The Sunday New York Times spoiled my morning. No, it wasn't details of Wall Street's continuing criminality or news of a daycare fire, awful as those are. But rather a book review by Florence Williams of Bigfoot: The Life and Times of a Legend by Joshua Blu Buhs. I haven't read the book, but the premise is offensive: It assumes that Bigfoot ain't real.
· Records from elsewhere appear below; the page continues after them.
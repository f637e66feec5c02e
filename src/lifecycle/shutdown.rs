//! Shutdown coordination.

use std::time::Duration;

use tokio::sync::broadcast;
use tokio::time::Instant;

/// Coordinator for graceful shutdown.
///
/// Every long-running task holds a receiver and exits when the signal
/// arrives; dropping the receiver is how a task reports that it is done.
pub struct Shutdown {
    tx: broadcast::Sender<()>,
}

impl Shutdown {
    pub fn new() -> Self {
        let (tx, _) = broadcast::channel(1);
        Self { tx }
    }

    pub fn subscribe(&self) -> broadcast::Receiver<()> {
        self.tx.subscribe()
    }

    /// Broadcast the signal. Idempotent.
    pub fn trigger(&self) {
        let tasks = self.tx.send(()).unwrap_or(0);
        tracing::info!(tasks, "Shutdown triggered");
    }

    /// Receivers still alive, i.e. tasks that have not finished.
    pub fn receiver_count(&self) -> usize {
        self.tx.receiver_count()
    }

    /// Wait until every subscribed task has finished or `deadline` passes.
    /// Returns false on timeout.
    pub async fn drain(&self, deadline: Duration) -> bool {
        let until = Instant::now() + deadline;
        while self.receiver_count() > 0 {
            if Instant::now() >= until {
                tracing::warn!(remaining = self.receiver_count(), "Shutdown deadline reached with tasks still running");
                return false;
            }
            tokio::time::sleep(Duration::from_millis(10)).await;
        }
        true
    }
}

impl Default for Shutdown {
    fn default() -> Self {
        Self::new()
    }
}

#[cfg(test)]
mod tests {
    use super::*;

    #[tokio::test]
    async fn test_drain_waits_for_tasks() {
        let shutdown = Shutdown::new();
        let mut rx = shutdown.subscribe();
        tokio::spawn(async move {
            let _ = rx.recv().await;
        });

        assert_eq!(shutdown.receiver_count(), 1);
        shutdown.trigger();
        assert!(shutdown.drain(Duration::from_secs(1)).await);
    }

    #[tokio::test]
    async fn test_drain_times_out() {
        let shutdown = Shutdown::new();
        let _held = shutdown.subscribe();
        shutdown.trigger();
        assert!(!shutdown.drain(Duration::from_millis(20)).await);
    }
}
Even worse, it assigns the hairy one's popularity to class rage among poor whites in the Pacific Northwest and other rural areas. Says the review: "Buhs's...serious interest lies not in the ape but in the white working-class men who were the beast's advocates, hoaxers, hunters and most ardent consumers." That's right, not only is Bigfoot a fake, he's trailer trash America's way of fighting back against the upper class:
Buhs argues compellingly that Bigfoot'ês heyday in the 1960s and '70s was a difficult time for white, rural men in America. They were threatened by women's rights, civil rights and service-oriented, materialist culture that didn't value working with one's hands or backwoods know-how. Believing in Bigfoot was a way to snub effete, skeptical scientists. Hunting him re-engaged their imperiled backcountry survival skills. And the hoaxers? Well, they were having a laugh while manipulating a hostile consumer culture.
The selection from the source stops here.